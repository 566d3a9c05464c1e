//! Device fingerprinting from stable host signals.
//!
//! The fingerprint binds the encrypted credential blob to one installation.
//! It is not a secret: anyone on the device can recompute it. Its only job
//! is to make the blob unreadable when copied to a different machine or
//! profile, which forces the re-enter-password unlock flow there.

use sha2::{Digest, Sha256};

/// Compute the fingerprint for the current installation, as lowercase hex.
///
/// Signals are chosen to be stable across process restarts but differ
/// between machines and OS users. A changed signal (new machine, renamed
/// host) invalidates stored credentials by design.
pub fn device_fingerprint() -> String {
    fingerprint_from_signals(&collect_signals())
}

pub(crate) fn fingerprint_from_signals(signals: &[String]) -> String {
    let mut hasher = Sha256::new();
    for signal in signals {
        hasher.update(signal.as_bytes());
        hasher.update(b"\n");
    }
    hex::encode(hasher.finalize())
}

fn collect_signals() -> Vec<String> {
    let mut signals = vec![
        format!("os:{}", std::env::consts::OS),
        format!("arch:{}", std::env::consts::ARCH),
        format!("host:{}", hostname()),
        format!("user:{}", username()),
    ];
    if let Some(id) = machine_id() {
        signals.push(format!("machine:{}", id));
    }
    signals
}

/// Best-effort hostname. Env vars cover Linux/macOS shells and Windows.
pub fn hostname() -> String {
    std::env::var("HOSTNAME")
        .or_else(|_| std::env::var("COMPUTERNAME"))
        .unwrap_or_else(|_| "unknown-host".to_string())
}

fn username() -> String {
    std::env::var("USER")
        .or_else(|_| std::env::var("USERNAME"))
        .unwrap_or_else(|_| "unknown-user".to_string())
}

/// Machine id where the platform provides one (systemd or dbus).
fn machine_id() -> Option<String> {
    for path in ["/etc/machine-id", "/var/lib/dbus/machine-id"] {
        if let Ok(contents) = std::fs::read_to_string(path) {
            let trimmed = contents.trim();
            if !trimmed.is_empty() {
                return Some(trimmed.to_string());
            }
        }
    }
    None
}

#[cfg(test)]
mod tests {
    use super::*;

    #[test]
    fn test_fingerprint_is_hex_sha256() {
        let fp = device_fingerprint();
        assert_eq!(fp.len(), 64);
        assert!(fp.chars().all(|c| c.is_ascii_hexdigit()));
    }

    #[test]
    fn test_fingerprint_stable_within_process() {
        assert_eq!(device_fingerprint(), device_fingerprint());
    }

    #[test]
    fn test_different_signals_change_fingerprint() {
        let a = fingerprint_from_signals(&["os:linux".into(), "host:alpha".into()]);
        let b = fingerprint_from_signals(&["os:linux".into(), "host:beta".into()]);
        assert_ne!(a, b);
    }

    #[test]
    fn test_signal_boundaries_matter() {
        // "ab" + "c" must not collide with "a" + "bc"
        let a = fingerprint_from_signals(&["ab".into(), "c".into()]);
        let b = fingerprint_from_signals(&["a".into(), "bc".into()]);
        assert_ne!(a, b);
    }
}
##############################
**Task instructions**
For the word "contents", show every line of the entries that holds it.

**Response**
        if let Ok(contents) = std::fs::read_to_string(path) {
            let trimmed = contents.trim();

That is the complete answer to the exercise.